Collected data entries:
=== Section Start ===
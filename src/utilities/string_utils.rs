//! Text sanitizing helpers.
//!
//! User input is sanitized before it reaches a prompt, and model output is
//! sanitized before it is returned. A Rust `&str` cannot hold a surrogate code
//! point, so orphaned surrogates reach us in one of three forms: raw UTF-16
//! units, ill-formed UTF-8 bytes, or the U+FFFD replacement character left
//! behind by a lossy decoder (the form parser decodes this way). Each form
//! has an entry point below; all of them funnel into [`sanitize_text`].

/// Replacement character produced by lossy decoders for undecodable input.
const REPLACEMENT_CHAR: char = '\u{FFFD}';

/// Whether `c` survives sanitizing.
fn is_transmittable(c: char) -> bool {
    if c == REPLACEMENT_CHAR {
        return false;
    }
    !c.is_control() || c.is_whitespace()
}

/// Strip control characters (other than whitespace) and replacement
/// characters from `text`.
///
/// Idempotent: `sanitize_text(&sanitize_text(s)) == sanitize_text(s)`.
pub fn sanitize_text(text: &str) -> String {
    text.chars().filter(|c| is_transmittable(*c)).collect()
}

/// Decode UTF-16 units, dropping unpaired surrogates, then sanitize.
pub fn sanitize_utf16(units: &[u16]) -> String {
    let decoded: String = char::decode_utf16(units.iter().copied())
        .filter_map(Result::ok)
        .collect();
    sanitize_text(&decoded)
}

/// Decode possibly ill-formed UTF-8 bytes, dropping undecodable sequences
/// (including encoded surrogates), then sanitize.
pub fn sanitize_bytes(bytes: &[u8]) -> String {
    sanitize_text(&String::from_utf8_lossy(bytes))
}

/// Whether `text` has no non-whitespace content.
pub fn is_blank(text: &str) -> bool {
    text.trim().is_empty()
}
=== Section End ===
One inclusive range is required: first line of the data through the line containing "for undecodable input.". Set it down exactly and output nothing else.

▸ ANSWER SECTION
filename src/utilities/string_utils.rs
//! Text sanitizing helpers.
//!
//! User input is sanitized before it reaches a prompt, and model output is
//! sanitized before it is returned. A Rust `&str` cannot hold a surrogate code
//! point, so orphaned surrogates reach us in one of three forms: raw UTF-16
//! units, ill-formed UTF-8 bytes, or the U+FFFD replacement character left
//! behind by a lossy decoder (the form parser decodes this way). Each form
//! has an entry point below; all of them funnel into [`sanitize_text`].

/// Replacement character produced by lossy decoders for undecodable input.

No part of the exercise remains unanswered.